Carl Leon Stewart (born 2 May 1997) is an English professional footballer who currently plays as a midfielder for Combined Counties Football League side Harefield United.

==Career==
A graduate of the Watford youth system, Stewart spent half a season in Italy with the youth team of Udinese in 2015, before returning to Watford. He made his competitive debut for Watford on 7 January 2017 in their 2–0 home FA Cup victory against Burton Albion, coming on as a 97th minute substitute for Jerome Sinclair.

In April 2018, Watford announced that Stewart would be released at the conclusion of his contract in June 2018.

In August 2018 Stewart signed for National League South side Oxford City. After two league appearances, he joined Banbury United in October 2018 before having spells with Bedfont Sports and Wingate & Finchley.

On 12 July 2019, Stewart joined Polish I liga side Zaglebie Sosnowiec on a two-year deal. In February 2020, Stewart joined III liga side Piast Żmigród on loan until the end of the season.

Stewart returned to England and joined Isthmian League side Marlow in October 2020.

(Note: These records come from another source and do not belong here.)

//! `vkxaml config show|path`

use anyhow::{Context, Result};
use clap::Subcommand;

use vkxaml_core::config;

#[derive(Subcommand, Debug)]
pub enum ConfigCommand {
    /// Print the effective configuration as YAML.
    Show,
    /// Print the configuration file location.
    Path,
}

pub fn run(command: ConfigCommand) -> Result<()> {
    match command {
        ConfigCommand::Show => {
            let config = config::load().context("failed to load configuration")?;
            let yaml = serde_yaml::to_string(&config).context("failed to serialize configuration")?;
            print!("{yaml}");
        }
        ConfigCommand::Path => {
            let path = config::config_path().context("cannot locate configuration file")?;
            println!("{}", path.display());
        }
    }
    Ok(())
}
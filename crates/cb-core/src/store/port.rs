use async_trait::async_trait;

use crate::{
    domain::{BlockRange, NewTurn, Role, Subscription, SummaryBlock, Turn, UserId},
    tone::Tone,
    Result,
};

#[derive(Clone, Copy, Debug, PartialEq, Eq)]
pub enum Order {
    Asc,
    Desc,
}

/// Ordered slice of a user's turns.
///
/// `offset` and `limit` apply after sorting by `(created_at, insertion order)`
/// in the requested direction.
#[derive(Clone, Copy, Debug, PartialEq, Eq)]
pub struct TurnQuery {
    pub order: Order,
    pub offset: usize,
    pub limit: Option<usize>,
}

impl TurnQuery {
    pub fn all() -> Self {
        Self {
            order: Order::Asc,
            offset: 0,
            limit: None,
        }
    }

    /// The newest `limit` turns, newest first.
    pub fn recent(limit: usize) -> Self {
        Self {
            order: Order::Desc,
            offset: 0,
            limit: Some(limit),
        }
    }

    /// Turns at 1-based ordinals `range.start..=range.end`, oldest first.
    pub fn ordinal_range(range: BlockRange) -> Self {
        Self {
            order: Order::Asc,
            offset: range.start.saturating_sub(1) as usize,
            limit: Some(range.len() as usize),
        }
    }
}

/// Append-only conversation log.
#[async_trait]
pub trait MessageStore: Send + Sync {
    async fn append_turn(&self, turn: NewTurn) -> Result<()>;

    async fn query_turns(&self, user: UserId, query: TurnQuery) -> Result<Vec<Turn>>;

    /// Count turns, optionally restricted to one role.
    async fn count_turns(&self, user: UserId, role: Option<Role>) -> Result<u64>;

    /// History clear. Callers must clear summaries as well.
    async fn clear_turns(&self, user: UserId) -> Result<()>;
}

/// Durable per-user summary blocks.
#[async_trait]
pub trait SummaryStore: Send + Sync {
    async fn append_summary(&self, block: SummaryBlock) -> Result<()>;

    /// All blocks for the user, ordered by `block_start` ascending.
    async fn query_summaries(&self, user: UserId) -> Result<Vec<SummaryBlock>>;

    async fn find_summary_by_start(
        &self,
        user: UserId,
        block_start: u64,
    ) -> Result<Option<SummaryBlock>>;

    async fn clear_summaries(&self, user: UserId) -> Result<()>;
}

#[async_trait]
pub trait PreferenceStore: Send + Sync {
    async fn get_tone(&self, user: UserId) -> Result<Option<Tone>>;

    async fn set_tone(&self, user: UserId, tone: Tone) -> Result<()>;
}

#[async_trait]
pub trait SubscriptionSource: Send + Sync {
    /// The user's current subscription record, if any.
    ///
    /// Whether it still grants premium is decided by [`crate::policy::is_premium`].
    async fn get_active(&self, user: UserId) -> Result<Option<Subscription>>;
}
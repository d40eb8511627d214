//! Conversation core for the coaching bot.
//!
//! This crate is intentionally framework-agnostic. Storage, subscriptions and
//! the completion model live behind ports (traits); the webhook/dispatch layer
//! and the chat transport are not part of it. The core never messages users,
//! it returns outcomes and errors for the caller to render.

pub mod config;
pub mod context;
pub mod conversation;
pub mod domain;
pub mod errors;
pub mod logging;
pub mod model;
pub mod policy;
pub mod store;
pub mod summarizer;
pub mod tone;

pub use errors::{Error, ErrorKind, Result};
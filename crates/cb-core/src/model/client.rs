use async_trait::async_trait;

use crate::Result;

use super::types::CompletionRequest;

/// Text-completion backend used for replies and summaries.
///
/// Network errors, rate limits and malformed responses must all be reported
/// as [`crate::Error::Completion`].
#[async_trait]
pub trait CompletionClient: Send + Sync {
    async fn generate(&self, req: CompletionRequest) -> Result<String>;
}
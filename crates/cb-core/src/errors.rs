/// Core error type for the conversation pipeline.
///
/// Adapter crates map their specific failures into one of these kinds so the
/// pipeline can decide between degraded continuation and propagation.
/// A missing record is never an error; lookups return `Option`.
#[derive(Debug, thiserror::Error)]
pub enum Error {
    #[error("store read failed: {0}")]
    StoreRead(String),

    #[error("store write failed: {0}")]
    StoreWrite(String),

    #[error("completion failed: {0}")]
    Completion(String),

    #[error("config error: {0}")]
    Config(String),

    #[error("invalid {field}: {value:?}")]
    InvalidValue { field: &'static str, value: String },

    #[error("i/o error: {0}")]
    Io(#[from] std::io::Error),

    #[error("json error: {0}")]
    Json(#[from] serde_json::Error),
}

/// Discriminant of [`Error`], for callers that branch on the failure kind.
#[derive(Clone, Copy, Debug, PartialEq, Eq)]
pub enum ErrorKind {
    StoreRead,
    StoreWrite,
    Completion,
    Config,
    InvalidValue,
    Io,
    Json,
}

impl Error {
    pub fn kind(&self) -> ErrorKind {
        match self {
            Error::StoreRead(_) => ErrorKind::StoreRead,
            Error::StoreWrite(_) => ErrorKind::StoreWrite,
            Error::Completion(_) => ErrorKind::Completion,
            Error::Config(_) => ErrorKind::Config,
            Error::InvalidValue { .. } => ErrorKind::InvalidValue,
            Error::Io(_) => ErrorKind::Io,
            Error::Json(_) => ErrorKind::Json,
        }
    }

    pub(crate) fn invalid(field: &'static str, value: impl Into<String>) -> Self {
        Error::InvalidValue {
            field,
            value: value.into(),
        }
    }
}

pub type Result<T> = std::result::Result<T, Error>;
use std::collections::HashMap;

use async_trait::async_trait;
use tokio::sync::Mutex;

use crate::{
    domain::{NewTurn, Role, Subscription, SummaryBlock, Turn, UserId},
    store::port::{
        MessageStore, Order, PreferenceStore, SubscriptionSource, SummaryStore, TurnQuery,
    },
    tone::Tone,
    Result,
};

#[derive(Clone, Debug)]
struct StoredTurn {
    seq: u64,
    turn: Turn,
}

#[derive(Debug, Default)]
struct Tables {
    next_seq: u64,
    turns: HashMap<UserId, Vec<StoredTurn>>,
    summaries: HashMap<UserId, Vec<SummaryBlock>>,
    tones: HashMap<UserId, Tone>,
    subscriptions: HashMap<UserId, Subscription>,
}

/// In-process implementation of every store port.
///
/// Used by the console driver and tests. Summary blocks are unique per
/// `(user, block_start)`: a second insert for the same start is dropped.
#[derive(Debug, Default)]
pub struct MemoryStore {
    tables: Mutex<Tables>,
}

impl MemoryStore {
    pub fn new() -> Self {
        Self::default()
    }

    pub async fn put_subscription(&self, user: UserId, sub: Subscription) {
        self.tables.lock().await.subscriptions.insert(user, sub);
    }

    pub async fn remove_subscription(&self, user: UserId) {
        self.tables.lock().await.subscriptions.remove(&user);
    }
}

#[async_trait]
impl MessageStore for MemoryStore {
    async fn append_turn(&self, turn: NewTurn) -> Result<()> {
        let mut t = self.tables.lock().await;
        let seq = t.next_seq;
        t.next_seq += 1;
        t.turns.entry(turn.user_id).or_default().push(StoredTurn {
            seq,
            turn: Turn {
                user_id: turn.user_id,
                role: turn.role,
                content: turn.content,
                created_at: turn.created_at,
            },
        });
        Ok(())
    }

    async fn query_turns(&self, user: UserId, query: TurnQuery) -> Result<Vec<Turn>> {
        let t = self.tables.lock().await;
        let Some(rows) = t.turns.get(&user) else {
            return Ok(Vec::new());
        };

        let mut sorted: Vec<&StoredTurn> = rows.iter().collect();
        sorted.sort_by_key(|r| (r.turn.created_at, r.seq));
        if query.order == Order::Desc {
            sorted.reverse();
        }

        let limit = query.limit.unwrap_or(usize::MAX);
        Ok(sorted
            .into_iter()
            .skip(query.offset)
            .take(limit)
            .map(|r| r.turn.clone())
            .collect())
    }

    async fn count_turns(&self, user: UserId, role: Option<Role>) -> Result<u64> {
        let t = self.tables.lock().await;
        let count = t
            .turns
            .get(&user)
            .map(|rows| {
                rows.iter()
                    .filter(|r| role.map_or(true, |role| r.turn.role == role))
                    .count()
            })
            .unwrap_or(0);
        Ok(count as u64)
    }

    async fn clear_turns(&self, user: UserId) -> Result<()> {
        self.tables.lock().await.turns.remove(&user);
        Ok(())
    }
}

#[async_trait]
impl SummaryStore for MemoryStore {
    async fn append_summary(&self, block: SummaryBlock) -> Result<()> {
        let mut t = self.tables.lock().await;
        let blocks = t.summaries.entry(block.user_id).or_default();
        if blocks.iter().any(|b| b.block_start == block.block_start) {
            tracing::warn!(
                user = %block.user_id,
                block_start = block.block_start,
                "summary block already stored; dropping duplicate insert"
            );
            return Ok(());
        }
        blocks.push(block);
        blocks.sort_by_key(|b| b.block_start);
        Ok(())
    }

    async fn query_summaries(&self, user: UserId) -> Result<Vec<SummaryBlock>> {
        let t = self.tables.lock().await;
        Ok(t.summaries.get(&user).cloned().unwrap_or_default())
    }

    async fn find_summary_by_start(
        &self,
        user: UserId,
        block_start: u64,
    ) -> Result<Option<SummaryBlock>> {
        let t = self.tables.lock().await;
        Ok(t.summaries
            .get(&user)
            .and_then(|blocks| blocks.iter().find(|b| b.block_start == block_start))
            .cloned())
    }

    async fn clear_summaries(&self, user: UserId) -> Result<()> {
        self.tables.lock().await.summaries.remove(&user);
        Ok(())
    }
}

#[async_trait]
impl PreferenceStore for MemoryStore {
    async fn get_tone(&self, user: UserId) -> Result<Option<Tone>> {
        Ok(self.tables.lock().await.tones.get(&user).copied())
    }

    async fn set_tone(&self, user: UserId, tone: Tone) -> Result<()> {
        self.tables.lock().await.tones.insert(user, tone);
        Ok(())
    }
}

#[async_trait]
impl SubscriptionSource for MemoryStore {
    async fn get_active(&self, user: UserId) -> Result<Option<Subscription>> {
        Ok(self.tables.lock().await.subscriptions.get(&user).cloned())
    }
}

#[cfg(test)]
mod tests {
    use super::*;
    use crate::domain::BlockRange;
    use chrono::{Duration, TimeZone, Utc};

    fn at(secs: i64) -> chrono::DateTime<Utc> {
        Utc.timestamp_opt(1_700_000_000 + secs, 0).unwrap()
    }

    #[tokio::test]
    async fn query_sorts_by_timestamp_not_insertion() {
        let store = MemoryStore::new();
        let u = UserId(7);
        store
            .append_turn(NewTurn::new(u, Role::User, "third", at(30)))
            .await
            .unwrap();
        store
            .append_turn(NewTurn::new(u, Role::User, "first", at(10)))
            .await
            .unwrap();
        store
            .append_turn(NewTurn::new(u, Role::Assistant, "second", at(20)))
            .await
            .unwrap();

        let asc = store.query_turns(u, TurnQuery::all()).await.unwrap();
        let contents: Vec<_> = asc.iter().map(|t| t.content.as_str()).collect();
        assert_eq!(contents, vec!["first", "second", "third"]);

        let recent = store.query_turns(u, TurnQuery::recent(2)).await.unwrap();
        let contents: Vec<_> = recent.iter().map(|t| t.content.as_str()).collect();
        assert_eq!(contents, vec!["third", "second"]);
    }

    #[tokio::test]
    async fn equal_timestamps_keep_insertion_order() {
        let store = MemoryStore::new();
        let u = UserId(1);
        let now = at(0);
        store
            .append_turn(NewTurn::new(u, Role::User, "question", now))
            .await
            .unwrap();
        store
            .append_turn(NewTurn::new(u, Role::Assistant, "answer", now))
            .await
            .unwrap();

        let asc = store.query_turns(u, TurnQuery::all()).await.unwrap();
        assert_eq!(asc[0].role, Role::User);
        assert_eq!(asc[1].role, Role::Assistant);
    }

    #[tokio::test]
    async fn ordinal_range_is_one_based_inclusive() {
        let store = MemoryStore::new();
        let u = UserId(1);
        let base = at(0);
        for i in 0..10 {
            store
                .append_turn(NewTurn::new(
                    u,
                    Role::User,
                    format!("m{}", i + 1),
                    base + Duration::seconds(i),
                ))
                .await
                .unwrap();
        }

        let turns = store
            .query_turns(u, TurnQuery::ordinal_range(BlockRange { start: 3, end: 5 }))
            .await
            .unwrap();
        let contents: Vec<_> = turns.iter().map(|t| t.content.as_str()).collect();
        assert_eq!(contents, vec!["m3", "m4", "m5"]);
    }

    #[tokio::test]
    async fn count_filters_by_role_and_users_are_isolated() {
        let store = MemoryStore::new();
        store
            .append_turn(NewTurn::new(UserId(1), Role::User, "a", at(0)))
            .await
            .unwrap();
        store
            .append_turn(NewTurn::new(UserId(1), Role::Assistant, "b", at(1)))
            .await
            .unwrap();
        store
            .append_turn(NewTurn::new(UserId(2), Role::User, "c", at(2)))
            .await
            .unwrap();

        assert_eq!(store.count_turns(UserId(1), None).await.unwrap(), 2);
        assert_eq!(
            store.count_turns(UserId(1), Some(Role::User)).await.unwrap(),
            1
        );
        assert_eq!(store.count_turns(UserId(3), None).await.unwrap(), 0);
    }

    #[tokio::test]
    async fn duplicate_summary_start_is_dropped() {
        let store = MemoryStore::new();
        let u = UserId(1);
        let block = |text: &str| SummaryBlock {
            user_id: u,
            block_start: 1,
            block_end: 100,
            summary: text.to_string(),
        };
        store.append_summary(block("first")).await.unwrap();
        store.append_summary(block("second")).await.unwrap();

        let all = store.query_summaries(u).await.unwrap();
        assert_eq!(all.len(), 1);
        assert_eq!(all[0].summary, "first");
    }

    #[tokio::test]
    async fn summaries_come_back_ordered_by_start() {
        let store = MemoryStore::new();
        let u = UserId(1);
        for start in [101, 1] {
            store
                .append_summary(SummaryBlock {
                    user_id: u,
                    block_start: start,
                    block_end: start + 99,
                    summary: format!("s{start}"),
                })
                .await
                .unwrap();
        }
        let starts: Vec<_> = store
            .query_summaries(u)
            .await
            .unwrap()
            .iter()
            .map(|b| b.block_start)
            .collect();
        assert_eq!(starts, vec![1, 101]);
        assert!(store.find_summary_by_start(u, 101).await.unwrap().is_some());
        assert!(store.find_summary_by_start(u, 201).await.unwrap().is_none());
    }
}
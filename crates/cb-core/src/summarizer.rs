//! Fixed-size block summarization of long conversations.
//!
//! Every `block_size` user messages (each paired with one reply) the matching
//! `2 * block_size` turns are compressed into one [`SummaryBlock`]. Only
//! premium conversations are summarized; the caller decides that.

use std::sync::Arc;

use crate::{
    config::ConversationConfig,
    domain::{BlockRange, Role, SummaryBlock, Turn, UserId},
    errors::Error,
    model::{
        client::CompletionClient,
        types::{ChatMessage, CompletionRequest},
    },
    store::port::{MessageStore, SummaryStore, TurnQuery},
    Result,
};

/// Summaries are extraction, not conversation.
pub const MAX_SUMMARY_TEMPERATURE: f32 = 0.3;

const SUMMARY_INSTRUCTION: &str = "You are a coaching assistant. Write a short summary \
of this dialogue (3-5 sentences).

Make sure to keep:
- The user's main goals
- Key problems and triggers
- Progress and setbacks
- Behavioral patterns

Dialogue:";

/// Block that closes when the user's lifetime message count reaches `user_turns`.
///
/// Assumes every user turn is followed by exactly one assistant turn.
pub fn block_for_count(user_turns: u64, block_size: u64) -> Option<BlockRange> {
    if block_size == 0 || user_turns == 0 || user_turns % block_size != 0 {
        return None;
    }
    let end = user_turns * 2;
    Some(BlockRange {
        start: end - block_size * 2 + 1,
        end,
    })
}

/// `"<label>: <content>"` per turn, oldest first, newline separated.
pub fn render_transcript(turns: &[Turn]) -> String {
    turns
        .iter()
        .map(|t| format!("{}: {}", t.role.transcript_label(), t.content))
        .collect::<Vec<_>>()
        .join("\n")
}

fn summary_prompt(transcript: &str) -> String {
    format!("{SUMMARY_INSTRUCTION}\n{transcript}\n\nSummary (facts only, no filler):")
}

pub struct Summarizer {
    messages: Arc<dyn MessageStore>,
    summaries: Arc<dyn SummaryStore>,
    model: Arc<dyn CompletionClient>,
    block_size: u64,
    max_tokens: u32,
    temperature: f32,
}

impl Summarizer {
    pub fn new(
        cfg: &ConversationConfig,
        messages: Arc<dyn MessageStore>,
        summaries: Arc<dyn SummaryStore>,
        model: Arc<dyn CompletionClient>,
    ) -> Self {
        Self {
            messages,
            summaries,
            model,
            block_size: cfg.block_size,
            max_tokens: cfg.summary_max_tokens,
            temperature: cfg.summary_temperature.min(MAX_SUMMARY_TEMPERATURE),
        }
    }

    /// Create the summary block that closes at the user's current message count.
    ///
    /// Returns `Ok(None)` when no block is due, when it already exists, or when
    /// the range is empty. Safe to call repeatedly and concurrently for the
    /// same boundary.
    pub async fn maybe_create_summary(&self, user: UserId) -> Result<Option<String>> {
        let user_turns = self.messages.count_turns(user, Some(Role::User)).await?;
        let Some(range) = block_for_count(user_turns, self.block_size) else {
            return Ok(None);
        };

        if self
            .summaries
            .find_summary_by_start(user, range.start)
            .await?
            .is_some()
        {
            tracing::debug!(
                user = %user,
                block_start = range.start,
                "summary block already exists"
            );
            return Ok(None);
        }

        self.create_summary(user, range).await
    }

    /// Summarize `range` and persist it, unless a block with the same start
    /// appears while the model call is in flight.
    pub async fn create_summary(&self, user: UserId, range: BlockRange) -> Result<Option<String>> {
        let turns = self
            .messages
            .query_turns(user, TurnQuery::ordinal_range(range))
            .await?;
        if turns.is_empty() {
            tracing::warn!(
                user = %user,
                block_start = range.start,
                block_end = range.end,
                "no turns in summary range"
            );
            return Ok(None);
        }
        if turns.len() as u64 != range.len() {
            // Unpaired turns shift the ordinal arithmetic; summarize what is there.
            tracing::warn!(
                user = %user,
                expected = range.len(),
                found = turns.len(),
                "summary range is short"
            );
        }

        let transcript = render_transcript(&turns);
        let req = CompletionRequest {
            system: None,
            messages: vec![ChatMessage::user(summary_prompt(&transcript))],
            max_tokens: self.max_tokens,
            temperature: self.temperature,
        };
        let text = self.model.generate(req).await?;
        let text = text.trim().to_string();
        if text.is_empty() {
            return Err(Error::Completion(
                "summary model returned empty text".to_string(),
            ));
        }

        if let Some(existing) = self
            .summaries
            .find_summary_by_start(user, range.start)
            .await?
        {
            tracing::info!(
                user = %user,
                block_start = range.start,
                "summary block created concurrently; keeping stored copy"
            );
            return Ok(Some(existing.summary));
        }

        self.summaries
            .append_summary(SummaryBlock {
                user_id: user,
                block_start: range.start,
                block_end: range.end,
                summary: text.clone(),
            })
            .await?;

        tracing::info!(
            user = %user,
            block_start = range.start,
            block_end = range.end,
            "summary created"
        );
        Ok(Some(text))
    }
}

After a short spell at Rayners Lane, Stewart joined Southern League Premier Division South side Beaconsfield Town in 2021.

In November 2021, Stewart joined Northwood - initially on dual-registration from Beaconsfield before making the move permanent in the summer of 2022.

Stewart remained with Northwood until the end of the 2023–24 season, but was one of a number of Northwood players who followed manager Ben Bukowski to Harrow Borough in the summer of 2024.

Following just one season with Harrow Borough, Stewart returned to Northwood in June 2025. Stewart passed 150 appearances for the club, but departed in February 2026 when a new management team arrived.

Stewart then teamed up with his former manager Gary Meakin at Spartan South Midlands Premier Division side Risborough Rangers.

For the 2026-27 season, Stewart joined Combined Counties Football League side Harefield United.